### What you are asked to do
Each record beneath this sentence is to be transcribed exactly as it reads.

### Given entries
*** Begin section ***
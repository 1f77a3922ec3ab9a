use async_trait::async_trait;

use crate::application::repos::{
    CreateDishParams, DishesRepo, DishesWriteRepo, RepoError, UpdateDishParams,
};
use crate::domain::entities::DishRecord;
use crate::domain::types::{DishId, SubmenuId};

use super::rows::DishRow;
use super::{DISH_COLUMNS, PostgresRepositories, map_sqlx_error};

/// Same columns as [`DISH_COLUMNS`] for statements without a table alias.
const RETURNING_DISH: &str = "RETURNING id, submenu_id, title, description, price::TEXT AS price";

#[async_trait]
impl DishesRepo for PostgresRepositories {
    async fn find_dish(
        &self,
        submenu_id: &SubmenuId,
        id: &DishId,
    ) -> Result<Option<DishRecord>, RepoError> {
        let sql = format!(
            "SELECT {DISH_COLUMNS} FROM dishes d WHERE d.submenu_id = $1 AND d.id = $2"
        );
        let row = sqlx::query_as::<_, DishRow>(&sql)
            .bind(submenu_id.as_str())
            .bind(id.as_str())
            .fetch_optional(self.pool())
            .await
            .map_err(map_sqlx_error)?;

        row.map(DishRecord::try_from).transpose()
    }

    async fn list_dishes(&self, submenu_id: &SubmenuId) -> Result<Vec<DishRecord>, RepoError> {
        let sql = format!(
            "SELECT {DISH_COLUMNS} FROM dishes d WHERE d.submenu_id = $1 ORDER BY d.title, d.id"
        );
        let rows = sqlx::query_as::<_, DishRow>(&sql)
            .bind(submenu_id.as_str())
            .fetch_all(self.pool())
            .await
            .map_err(map_sqlx_error)?;

        rows.into_iter().map(DishRecord::try_from).collect()
    }
}

#[async_trait]
impl DishesWriteRepo for PostgresRepositories {
    async fn create_dish(&self, params: CreateDishParams) -> Result<DishRecord, RepoError> {
        let sql = format!(
            "INSERT INTO dishes (id, submenu_id, title, description, price) \
             VALUES ($1, $2, $3, $4, CAST($5 AS NUMERIC(32, 2))) {RETURNING_DISH}"
        );
        let row = sqlx::query_as::<_, DishRow>(&sql)
            .bind(params.id.as_str())
            .bind(params.submenu_id.as_str())
            .bind(&params.title)
            .bind(&params.description)
            .bind(params.price.to_string())
            .fetch_one(self.pool())
            .await
            .map_err(map_sqlx_error)?;

        DishRecord::try_from(row)
    }

    async fn update_dish(
        &self,
        params: UpdateDishParams,
    ) -> Result<Option<DishRecord>, RepoError> {
        let sql = format!(
            "UPDATE dishes SET title = $3, description = $4, price = CAST($5 AS NUMERIC(32, 2)) \
             WHERE submenu_id = $1 AND id = $2 {RETURNING_DISH}"
        );
        let row = sqlx::query_as::<_, DishRow>(&sql)
            .bind(params.submenu_id.as_str())
            .bind(params.id.as_str())
            .bind(&params.title)
            .bind(&params.description)
            .bind(params.price.to_string())
            .fetch_optional(self.pool())
            .await
            .map_err(map_sqlx_error)?;

        row.map(DishRecord::try_from).transpose()
    }

    async fn delete_dish(&self, submenu_id: &SubmenuId, id: &DishId) -> Result<bool, RepoError> {
        let result = sqlx::query("DELETE FROM dishes WHERE submenu_id = $1 AND id = $2")
            .bind(submenu_id.as_str())
            .bind(id.as_str())
            .execute(self.pool())
            .await
            .map_err(map_sqlx_error)?;

        Ok(result.rows_affected() > 0)
    }
}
*** End section ***
### Your solution
repository 1f77a3922ec3ab9a
use async_trait::async_trait;

use crate::application::repos::{
    CreateDishParams, DishesRepo, DishesWriteRepo, RepoError, UpdateDishParams,
};
use crate::domain::entities::DishRecord;
use crate::domain::types::{DishId, SubmenuId};

use super::rows::DishRow;
use super::{DISH_COLUMNS, PostgresRepositories, map_sqlx_error};

/// Same columns as [`DISH_COLUMNS`] for statements without a table alias.
const RETURNING_DISH: &str = "RETURNING id, submenu_id, title, description, price::TEXT AS price";

#[async_trait]
impl DishesRepo for PostgresRepositories {
    async fn find_dish(
        &self,
        submenu_id: &SubmenuId,
        id: &DishId,
    ) -> Result<Option<DishRecord>, RepoError> {
        let sql = format!(
            "SELECT {DISH_COLUMNS} FROM dishes d WHERE d.submenu_id = $1 AND d.id = $2"
        );
        let row = sqlx::query_as::<_, DishRow>(&sql)
            .bind(submenu_id.as_str())
            .bind(id.as_str())
            .fetch_optional(self.pool())
            .await
            .map_err(map_sqlx_error)?;

        row.map(DishRecord::try_from).transpose()
    }

    async fn list_dishes(&self, submenu_id: &SubmenuId) -> Result<Vec<DishRecord>, RepoError> {
        let sql = format!(
            "SELECT {DISH_COLUMNS} FROM dishes d WHERE d.submenu_id = $1 ORDER BY d.title, d.id"
        );
        let rows = sqlx::query_as::<_, DishRow>(&sql)
            .bind(submenu_id.as_str())
            .fetch_all(self.pool())
            .await
            .map_err(map_sqlx_error)?;

        rows.into_iter().map(DishRecord::try_from).collect()
    }
}

#[async_trait]
impl DishesWriteRepo for PostgresRepositories {
    async fn create_dish(&self, params: CreateDishParams) -> Result<DishRecord, RepoError> {
        let sql = format!(
            "INSERT INTO dishes (id, submenu_id, title, description, price) \
             VALUES ($1, $2, $3, $4, CAST($5 AS NUMERIC(32, 2))) {RETURNING_DISH}"
        );
        let row = sqlx::query_as::<_, DishRow>(&sql)
            .bind(params.id.as_str())
            .bind(params.submenu_id.as_str())
            .bind(&params.title)
            .bind(&params.description)
            .bind(params.price.to_string())
            .fetch_one(self.pool())
            .await
            .map_err(map_sqlx_error)?;

        DishRecord::try_from(row)
    }

    async fn update_dish(
        &self,
        params: UpdateDishParams,
    ) -> Result<Option<DishRecord>, RepoError> {
        let sql = format!(
            "UPDATE dishes SET title = $3, description = $4, price = CAST($5 AS NUMERIC(32, 2)) \
             WHERE submenu_id = $1 AND id = $2 {RETURNING_DISH}"
        );
        let row = sqlx::query_as::<_, DishRow>(&sql)
            .bind(params.submenu_id.as_str())
            .bind(params.id.as_str())
            .bind(&params.title)
            .bind(&params.description)
            .bind(params.price.to_string())
            .fetch_optional(self.pool())
            .await
            .map_err(map_sqlx_error)?;

        row.map(DishRecord::try_from).transpose()
    }

    async fn delete_dish(&self, submenu_id: &SubmenuId, id: &DishId) -> Result<bool, RepoError> {
        let result = sqlx::query("DELETE FROM dishes WHERE submenu_id = $1 AND id = $2")
            .bind(submenu_id.as_str())
            .bind(id.as_str())
            .execute(self.pool())
            .await
            .map_err(map_sqlx_error)?;

        Ok(result.rows_affected() > 0)
    }
}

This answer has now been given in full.